*TASK OBJECTIVE*. Find the lines below in which the string "Uuid" occurs. Copy each one.

*EXERCISE INPUT*.
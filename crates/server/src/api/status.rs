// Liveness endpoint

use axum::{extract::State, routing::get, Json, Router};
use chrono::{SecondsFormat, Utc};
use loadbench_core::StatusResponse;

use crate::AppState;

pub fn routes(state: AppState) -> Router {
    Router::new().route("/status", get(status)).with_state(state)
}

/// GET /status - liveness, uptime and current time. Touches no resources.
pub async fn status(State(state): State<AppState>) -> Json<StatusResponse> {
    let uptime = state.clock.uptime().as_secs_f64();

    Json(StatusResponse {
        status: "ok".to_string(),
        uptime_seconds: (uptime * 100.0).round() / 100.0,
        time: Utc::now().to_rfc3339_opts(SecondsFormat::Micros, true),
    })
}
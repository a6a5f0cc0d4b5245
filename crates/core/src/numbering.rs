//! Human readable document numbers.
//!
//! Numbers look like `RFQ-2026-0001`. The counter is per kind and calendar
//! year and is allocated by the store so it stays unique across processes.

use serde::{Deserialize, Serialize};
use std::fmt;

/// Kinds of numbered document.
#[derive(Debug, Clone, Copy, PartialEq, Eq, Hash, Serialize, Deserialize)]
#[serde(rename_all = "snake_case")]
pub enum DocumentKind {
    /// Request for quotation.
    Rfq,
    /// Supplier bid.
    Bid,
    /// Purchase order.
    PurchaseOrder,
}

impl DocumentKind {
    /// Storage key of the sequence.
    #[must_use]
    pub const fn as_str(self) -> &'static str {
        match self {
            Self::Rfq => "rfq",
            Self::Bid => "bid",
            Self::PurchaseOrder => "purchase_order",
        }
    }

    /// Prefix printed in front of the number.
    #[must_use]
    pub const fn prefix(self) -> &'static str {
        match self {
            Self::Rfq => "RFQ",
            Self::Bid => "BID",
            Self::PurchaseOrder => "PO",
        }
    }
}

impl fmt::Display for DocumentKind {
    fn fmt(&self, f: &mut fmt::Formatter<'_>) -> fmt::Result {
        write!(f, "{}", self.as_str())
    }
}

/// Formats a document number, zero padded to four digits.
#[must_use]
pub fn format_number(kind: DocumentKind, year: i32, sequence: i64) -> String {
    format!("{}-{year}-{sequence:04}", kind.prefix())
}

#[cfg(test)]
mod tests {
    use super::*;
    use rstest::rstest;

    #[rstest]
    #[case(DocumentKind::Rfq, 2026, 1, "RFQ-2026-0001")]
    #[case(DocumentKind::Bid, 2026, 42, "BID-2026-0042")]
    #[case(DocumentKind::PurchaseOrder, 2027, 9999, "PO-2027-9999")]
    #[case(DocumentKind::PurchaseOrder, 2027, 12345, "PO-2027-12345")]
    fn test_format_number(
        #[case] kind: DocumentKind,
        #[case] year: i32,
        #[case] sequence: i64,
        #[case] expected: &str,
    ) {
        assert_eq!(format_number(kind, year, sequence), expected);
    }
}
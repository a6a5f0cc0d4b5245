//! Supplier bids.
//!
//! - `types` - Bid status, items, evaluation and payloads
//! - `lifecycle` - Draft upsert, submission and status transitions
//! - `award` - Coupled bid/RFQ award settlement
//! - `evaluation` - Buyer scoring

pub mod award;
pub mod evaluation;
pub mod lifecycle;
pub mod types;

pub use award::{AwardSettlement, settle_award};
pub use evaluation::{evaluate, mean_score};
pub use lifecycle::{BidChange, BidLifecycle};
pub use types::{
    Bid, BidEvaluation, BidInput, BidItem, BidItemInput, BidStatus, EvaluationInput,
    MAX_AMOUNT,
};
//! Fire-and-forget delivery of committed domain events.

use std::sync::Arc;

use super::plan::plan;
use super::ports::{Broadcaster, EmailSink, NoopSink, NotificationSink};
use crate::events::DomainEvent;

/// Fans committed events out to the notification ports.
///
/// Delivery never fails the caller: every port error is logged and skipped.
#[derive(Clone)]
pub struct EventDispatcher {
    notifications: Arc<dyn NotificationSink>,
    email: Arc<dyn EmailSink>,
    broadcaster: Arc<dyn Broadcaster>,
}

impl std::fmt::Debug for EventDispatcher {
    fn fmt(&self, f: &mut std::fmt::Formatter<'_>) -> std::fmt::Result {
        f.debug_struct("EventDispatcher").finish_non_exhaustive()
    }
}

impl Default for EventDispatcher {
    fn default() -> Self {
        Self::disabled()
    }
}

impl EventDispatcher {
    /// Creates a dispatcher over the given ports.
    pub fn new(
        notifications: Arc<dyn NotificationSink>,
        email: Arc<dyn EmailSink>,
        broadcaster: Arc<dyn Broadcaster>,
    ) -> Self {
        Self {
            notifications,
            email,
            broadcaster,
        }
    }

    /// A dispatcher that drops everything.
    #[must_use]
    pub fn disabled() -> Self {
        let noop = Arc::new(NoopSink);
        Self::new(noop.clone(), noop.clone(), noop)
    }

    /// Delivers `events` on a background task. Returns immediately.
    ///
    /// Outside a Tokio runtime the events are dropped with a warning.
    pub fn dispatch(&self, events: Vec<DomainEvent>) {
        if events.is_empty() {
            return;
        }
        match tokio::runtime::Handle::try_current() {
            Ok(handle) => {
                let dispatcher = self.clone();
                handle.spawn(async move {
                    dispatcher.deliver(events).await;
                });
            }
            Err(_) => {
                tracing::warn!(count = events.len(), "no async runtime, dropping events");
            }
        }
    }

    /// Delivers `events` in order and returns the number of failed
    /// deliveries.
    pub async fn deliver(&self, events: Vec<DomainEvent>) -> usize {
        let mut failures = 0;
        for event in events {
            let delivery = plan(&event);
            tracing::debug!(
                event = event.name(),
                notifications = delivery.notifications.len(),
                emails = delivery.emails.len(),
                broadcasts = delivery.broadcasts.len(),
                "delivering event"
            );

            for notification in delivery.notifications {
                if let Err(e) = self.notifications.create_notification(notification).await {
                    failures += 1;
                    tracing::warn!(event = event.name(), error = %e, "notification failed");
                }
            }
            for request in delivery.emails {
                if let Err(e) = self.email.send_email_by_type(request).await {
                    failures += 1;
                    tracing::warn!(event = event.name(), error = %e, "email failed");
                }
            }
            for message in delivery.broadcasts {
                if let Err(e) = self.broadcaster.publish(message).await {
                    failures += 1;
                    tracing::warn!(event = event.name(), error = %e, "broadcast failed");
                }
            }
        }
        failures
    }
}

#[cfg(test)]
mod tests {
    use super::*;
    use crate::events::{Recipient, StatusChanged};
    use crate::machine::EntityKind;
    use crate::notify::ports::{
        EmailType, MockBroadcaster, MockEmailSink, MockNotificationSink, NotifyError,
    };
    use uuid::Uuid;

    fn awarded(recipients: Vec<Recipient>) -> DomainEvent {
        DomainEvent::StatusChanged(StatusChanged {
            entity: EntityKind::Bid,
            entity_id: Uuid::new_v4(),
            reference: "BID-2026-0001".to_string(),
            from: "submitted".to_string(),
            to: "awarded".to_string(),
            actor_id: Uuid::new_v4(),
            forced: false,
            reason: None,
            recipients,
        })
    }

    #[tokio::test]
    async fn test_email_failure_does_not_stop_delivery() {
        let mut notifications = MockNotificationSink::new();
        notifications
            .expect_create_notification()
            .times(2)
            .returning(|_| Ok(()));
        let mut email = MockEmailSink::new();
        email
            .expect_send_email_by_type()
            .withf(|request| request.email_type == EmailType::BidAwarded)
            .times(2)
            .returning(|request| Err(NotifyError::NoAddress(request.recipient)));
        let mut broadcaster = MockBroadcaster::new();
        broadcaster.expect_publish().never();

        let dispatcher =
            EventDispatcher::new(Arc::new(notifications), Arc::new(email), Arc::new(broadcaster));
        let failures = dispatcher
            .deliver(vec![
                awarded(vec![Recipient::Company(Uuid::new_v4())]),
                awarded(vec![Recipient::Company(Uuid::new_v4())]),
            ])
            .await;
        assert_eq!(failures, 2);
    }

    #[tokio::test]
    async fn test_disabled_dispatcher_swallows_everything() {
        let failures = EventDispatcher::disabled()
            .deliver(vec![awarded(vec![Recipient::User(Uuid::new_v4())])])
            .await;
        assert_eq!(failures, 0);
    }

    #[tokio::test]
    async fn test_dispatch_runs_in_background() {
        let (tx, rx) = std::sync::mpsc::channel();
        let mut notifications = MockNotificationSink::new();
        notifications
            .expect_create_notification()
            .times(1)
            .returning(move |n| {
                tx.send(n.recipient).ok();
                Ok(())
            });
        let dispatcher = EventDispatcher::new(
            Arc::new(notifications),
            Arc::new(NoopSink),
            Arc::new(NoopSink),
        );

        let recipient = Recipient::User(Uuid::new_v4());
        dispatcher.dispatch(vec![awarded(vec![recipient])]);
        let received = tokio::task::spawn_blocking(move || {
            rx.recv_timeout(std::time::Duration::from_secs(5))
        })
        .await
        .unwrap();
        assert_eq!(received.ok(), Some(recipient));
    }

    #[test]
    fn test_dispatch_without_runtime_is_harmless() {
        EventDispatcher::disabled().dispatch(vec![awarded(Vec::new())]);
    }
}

*OUTPUT OF THE EXERCISE*.
    use uuid::Uuid;
            entity_id: Uuid::new_v4(),
            actor_id: Uuid::new_v4(),
                awarded(vec![Recipient::Company(Uuid::new_v4())]),
                awarded(vec![Recipient::Company(Uuid::new_v4())]),
            .deliver(vec![awarded(vec![Recipient::User(Uuid::new_v4())])])
        let recipient = Recipient::User(Uuid::new_v4());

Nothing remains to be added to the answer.